### Task details:
Quote the listing below word for word, stopping after the line that contains "use serde::Deserialize;".

### Provided records:
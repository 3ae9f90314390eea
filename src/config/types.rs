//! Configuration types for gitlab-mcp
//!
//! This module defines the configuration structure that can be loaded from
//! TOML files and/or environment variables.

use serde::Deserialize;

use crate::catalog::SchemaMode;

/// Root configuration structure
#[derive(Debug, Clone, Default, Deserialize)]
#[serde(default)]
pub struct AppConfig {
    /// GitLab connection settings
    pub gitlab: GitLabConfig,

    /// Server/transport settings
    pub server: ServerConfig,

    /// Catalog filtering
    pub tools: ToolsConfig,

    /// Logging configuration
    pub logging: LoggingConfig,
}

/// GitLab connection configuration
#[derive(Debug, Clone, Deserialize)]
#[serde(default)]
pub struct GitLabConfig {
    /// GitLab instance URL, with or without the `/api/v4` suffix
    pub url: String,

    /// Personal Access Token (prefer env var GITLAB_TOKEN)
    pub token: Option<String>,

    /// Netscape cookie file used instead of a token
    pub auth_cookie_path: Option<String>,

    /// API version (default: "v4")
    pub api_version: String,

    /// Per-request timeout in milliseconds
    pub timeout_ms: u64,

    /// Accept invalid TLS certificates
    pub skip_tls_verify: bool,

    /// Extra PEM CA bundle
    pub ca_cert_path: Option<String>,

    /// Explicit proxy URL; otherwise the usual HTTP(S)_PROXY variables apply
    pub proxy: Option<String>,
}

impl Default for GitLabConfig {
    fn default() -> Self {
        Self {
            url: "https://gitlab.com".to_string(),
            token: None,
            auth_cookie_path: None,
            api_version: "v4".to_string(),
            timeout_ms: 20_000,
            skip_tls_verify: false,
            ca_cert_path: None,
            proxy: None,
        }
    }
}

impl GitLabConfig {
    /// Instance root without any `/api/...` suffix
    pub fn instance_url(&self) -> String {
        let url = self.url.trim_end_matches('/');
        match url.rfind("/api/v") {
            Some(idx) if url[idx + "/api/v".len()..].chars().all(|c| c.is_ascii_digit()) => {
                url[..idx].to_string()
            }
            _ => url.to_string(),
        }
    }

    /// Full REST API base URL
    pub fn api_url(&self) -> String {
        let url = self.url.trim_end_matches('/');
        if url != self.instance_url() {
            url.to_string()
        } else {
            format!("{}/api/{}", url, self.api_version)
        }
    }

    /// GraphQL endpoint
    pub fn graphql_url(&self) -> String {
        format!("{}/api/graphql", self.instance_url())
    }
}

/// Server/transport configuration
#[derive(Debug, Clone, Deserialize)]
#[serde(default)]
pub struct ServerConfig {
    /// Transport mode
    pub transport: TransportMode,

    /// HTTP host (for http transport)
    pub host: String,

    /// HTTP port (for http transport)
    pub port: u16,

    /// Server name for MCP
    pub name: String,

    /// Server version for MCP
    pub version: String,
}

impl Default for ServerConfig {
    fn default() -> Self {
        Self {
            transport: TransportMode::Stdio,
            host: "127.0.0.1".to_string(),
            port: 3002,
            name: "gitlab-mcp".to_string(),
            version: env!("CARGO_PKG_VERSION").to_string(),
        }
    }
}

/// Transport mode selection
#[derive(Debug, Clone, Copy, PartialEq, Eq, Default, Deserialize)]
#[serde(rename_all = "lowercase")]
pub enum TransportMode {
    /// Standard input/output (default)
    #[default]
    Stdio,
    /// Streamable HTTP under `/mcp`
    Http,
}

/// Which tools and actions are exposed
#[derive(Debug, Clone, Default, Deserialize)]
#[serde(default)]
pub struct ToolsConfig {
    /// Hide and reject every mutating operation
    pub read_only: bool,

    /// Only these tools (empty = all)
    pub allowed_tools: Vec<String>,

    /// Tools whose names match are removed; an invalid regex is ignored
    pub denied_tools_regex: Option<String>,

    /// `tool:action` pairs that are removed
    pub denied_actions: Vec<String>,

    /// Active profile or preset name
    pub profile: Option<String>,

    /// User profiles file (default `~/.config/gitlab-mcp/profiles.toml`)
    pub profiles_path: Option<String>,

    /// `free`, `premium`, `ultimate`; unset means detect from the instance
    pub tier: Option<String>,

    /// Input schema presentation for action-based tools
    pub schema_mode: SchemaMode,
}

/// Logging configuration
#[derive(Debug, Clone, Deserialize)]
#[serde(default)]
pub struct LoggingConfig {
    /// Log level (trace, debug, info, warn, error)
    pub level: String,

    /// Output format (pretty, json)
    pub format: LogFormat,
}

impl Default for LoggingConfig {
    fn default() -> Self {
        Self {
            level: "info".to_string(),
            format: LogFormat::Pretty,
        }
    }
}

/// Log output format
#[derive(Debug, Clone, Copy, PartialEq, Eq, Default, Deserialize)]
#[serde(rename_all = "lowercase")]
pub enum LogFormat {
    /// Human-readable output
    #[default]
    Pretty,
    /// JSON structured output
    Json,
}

### Exercise output:
repository 3ae9f90314390eea
filename src/config/types.rs
//! Configuration types for gitlab-mcp
//!
//! This module defines the configuration structure that can be loaded from
//! TOML files and/or environment variables.

use serde::Deserialize;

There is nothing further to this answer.